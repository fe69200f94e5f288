//! Error types for baseliner-sync.

use thiserror::Error;

use baseliner_core::host::HostError;
use baseliner_core::secrets::CredentialError;
use baseliner_renderer::RenderError;

use crate::shutdown::CancelReason;

/// Failure of one reconciliation step. Recorded, never propagated.
#[derive(Debug, Error)]
pub enum StepError {
    #[error(transparent)]
    Host(#[from] HostError),

    #[error(transparent)]
    Render(#[from] RenderError),

    /// The run was cancelled while the step was waiting on the host.
    #[error("run cancelled")]
    Cancelled,
}

/// Project enumeration failed. Fatal to the run.
#[derive(Debug, Error)]
pub enum ListError {
    #[error("could not list projects in {namespace}: {source}")]
    Host {
        namespace: String,
        #[source]
        source: HostError,
    },

    #[error("host returned an invalid project at position {index}: {reason}")]
    InvalidDescriptor { index: usize, reason: String },
}

/// Fatal run errors, one variant per phase.
#[derive(Debug, Error)]
pub enum RunError {
    #[error("credential phase failed: {0}")]
    Credential(#[from] CredentialError),

    #[error("could not connect to the repository host: {0}")]
    Connect(#[source] baseliner_core::host::HostError),

    #[error("listing phase failed: {0}")]
    Listing(#[from] ListError),

    #[error("run cancelled before reconciliation: {0}")]
    Cancelled(CancelReason),

    #[error("{task} task failed: {reason}")]
    Task { task: String, reason: String },
}

impl RunError {
    /// Phase label used in the final report.
    pub fn phase(&self) -> &'static str {
        match self {
            RunError::Credential(_) | RunError::Connect(_) => "credentials",
            RunError::Listing(_) => "listing",
            RunError::Cancelled(_) => "cancelled",
            RunError::Task { .. } => "reconciliation",
        }
    }
}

+ + + +

● Your task
Word for word, repeat each entry from the listing above.

● Task response
repository fe69200f94e5f288
//! Error types for baseliner-sync.

use thiserror::Error;

use baseliner_core::host::HostError;
use baseliner_core::secrets::CredentialError;
use baseliner_renderer::RenderError;

use crate::shutdown::CancelReason;

/// Failure of one reconciliation step. Recorded, never propagated.
#[derive(Debug, Error)]
pub enum StepError {
    #[error(transparent)]
    Host(#[from] HostError),

    #[error(transparent)]
    Render(#[from] RenderError),

    /// The run was cancelled while the step was waiting on the host.
    #[error("run cancelled")]
    Cancelled,
}

/// Project enumeration failed. Fatal to the run.
#[derive(Debug, Error)]
pub enum ListError {
    #[error("could not list projects in {namespace}: {source}")]
    Host {
        namespace: String,
        #[source]
        source: HostError,
    },

    #[error("host returned an invalid project at position {index}: {reason}")]
    InvalidDescriptor { index: usize, reason: String },
}

/// Fatal run errors, one variant per phase.
#[derive(Debug, Error)]
pub enum RunError {
    #[error("credential phase failed: {0}")]
    Credential(#[from] CredentialError),

    #[error("could not connect to the repository host: {0}")]
    Connect(#[source] baseliner_core::host::HostError),

    #[error("listing phase failed: {0}")]
    Listing(#[from] ListError),

    #[error("run cancelled before reconciliation: {0}")]
    Cancelled(CancelReason),

    #[error("{task} task failed: {reason}")]
    Task { task: String, reason: String },
}

impl RunError {
    /// Phase label used in the final report.
    pub fn phase(&self) -> &'static str {
        match self {
            RunError::Credential(_) | RunError::Connect(_) => "credentials",
            RunError::Listing(_) => "listing",
            RunError::Cancelled(_) => "cancelled",
            RunError::Task { .. } => "reconciliation",
        }
    }
}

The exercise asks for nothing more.